Он лежал и ждал, но, как бы ни готовился к этому каждую ночь, оно все равно пугало своим неожиданным приходом. Казалось, если уловить самое первое мгновение, то станет легче. К сожалению, только казалось... Вот! Он услышал первый удар, как всегда, с дрожью. Скорее, ощутил всем телом, как глухой звук падения тяжелого тела проникает в самые отдаленные уголки его существа. Потом раздался- нет, скорее, ощутился, как отдаленный гул- человеческий стон, низкий, утробный.
Он был готов ко всему, ко всему.  Ничего в ИХ ежеутреннем ритуале не могло больше его испугать. Страшнее была неопределенность, непредсказуемость дальнейшего. Сегодня, впрочем, напомнило вчера и позавчера: что-то изменилось там, у НИХ, видимо, они стаскивали мебель к входной двери. Баррикадировались? Он не хотел задумываться. Серенькие струйки света сочились уже через щель между тяжелыми, старомодными шторами, купленными когда-то мамочкой к его сорокалетию. Было, очевидно, часов шесть. Самое время. Действительно, тяжелые - шкафы? комоды?- поехали над его головой в направлении входной двери. Перетаскивание мебели сопровождалось глухими стонами. Он вдруг осознал: это не могла быть всего только мебель. Мебель не могла стонать... Он не хотел вдумываться. Как всегда, он всунул поглубже затычки и попытался хоть ненадолго задремать, но воображение рисовало страшные картины. Это было невозможно. Он встал, резким движением скинул с себя одеяло только для того, чтобы немедленно в него закутаться, и побрел, дрожа от утреннего холода и тревоги, в ванную.

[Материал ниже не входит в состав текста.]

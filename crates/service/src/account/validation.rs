use validator::Validate;

use crate::errors::ServiceError;
use crate::validation::{first_violation, Validations};

use super::domain::Account;

#[derive(Debug, Clone, Copy, Default)]
pub struct AccountValidations;

impl Validations<Account> for AccountValidations {
    const ITEM: &'static str = "account";
    const ITEMS: &'static str = "accounts";

    fn validate_item(&self, account: &Account) -> Result<(), ServiceError> {
        account.validate().map_err(|e| first_violation(&e))
    }

    fn id_of(account: &Account) -> Option<i64> {
        account.id
    }
}

impl AccountValidations {
    pub fn account_has_client_id(&self, account: &Account, client_id: i64) -> Result<(), ServiceError> {
        if account.client_id != Some(client_id) {
            let id = account.id.map(|id| id.to_string()).unwrap_or_else(|| "null".into());
            return Err(ServiceError::Validation(format!(
                "Account {} doesn't belong to client with id: {}",
                id, client_id
            )));
        }
        Ok(())
    }

    pub fn all_accounts_have_client_id(&self, accounts: &[&Account], client_id: i64) -> Result<(), ServiceError> {
        accounts.iter().try_for_each(|a| self.account_has_client_id(a, client_id))
    }
}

Душ, в конце концов ставший горячим, немного расслабил. Когда он вернулся в комнату, наверху уже приступили к... чему? Он знал только одно: там страдали не только люди, но и животные. Звук, напоминавший цокот лошадиных подков о паркет, был нескончаем. Конь ходил по кругу все утро. Иногда он останавливался, и тогда раздавался сильный, глухой удар упавшего крупного тела. Его, видимо, били смертным боем, этого коня- или мула? как им удалось поднять коня на четвертый этаж без лифта?- потому что он вставал все тяжелее, задевая все вокруг и роняя мебель, как слон в посудной лавке из поговорки.
Сегодня на завтрак была овсянка. Каши менялись в зависимости от дней недели: гречка по понедельникам и четвергам, овсяные хлопья по вторникам и пятницам, кукурузные хлопья по средам и субботам. По воскресеньям он позволял себе яичницу. Но позавтракать спокойно не получилось: ОНИ опять начали измываться над стонавшей ранее женщиной- или то была молодая девушка? Удары хлыста были такими отчетливыми, что, казалось, потолок готов был разойтись по швам, как старая рубашка. Девушка убегала от преследователей, но они настигали ее в самых отдаленных уголках квартиры и ударяли снова и снова.
Он не мог так больше. Что-то надо было делать. Голова болела от звуков; желудок завязался в спастический узел. Он ощущал каждый удар, пробег, галоп коня, падение тел и возню с мебелью с такой остротой, как будто ОНИ проделывали все это с ним. В конце концов, даже не работая и сидя дома, он оставался человеком мыслящим и моральным, гуманистом и интеллигентом. Кроме того, если ОНИ взяли заложников или готовят теракт, то их наверняка уже выследила полиция. при таком раскладе ожидать можно было чего угодно, в том числе и взрыва всего дома. Если же полиция их не выследила, то его долгом было сообщить о них. Все это зверство длилось не один день, и он путался, пытаясь вспомнить, изменился ли тембр голоса истязуемой, прибавилось ли у них мебели для баррикады у двери, и слышал ли он когда-либо печальный рев мула.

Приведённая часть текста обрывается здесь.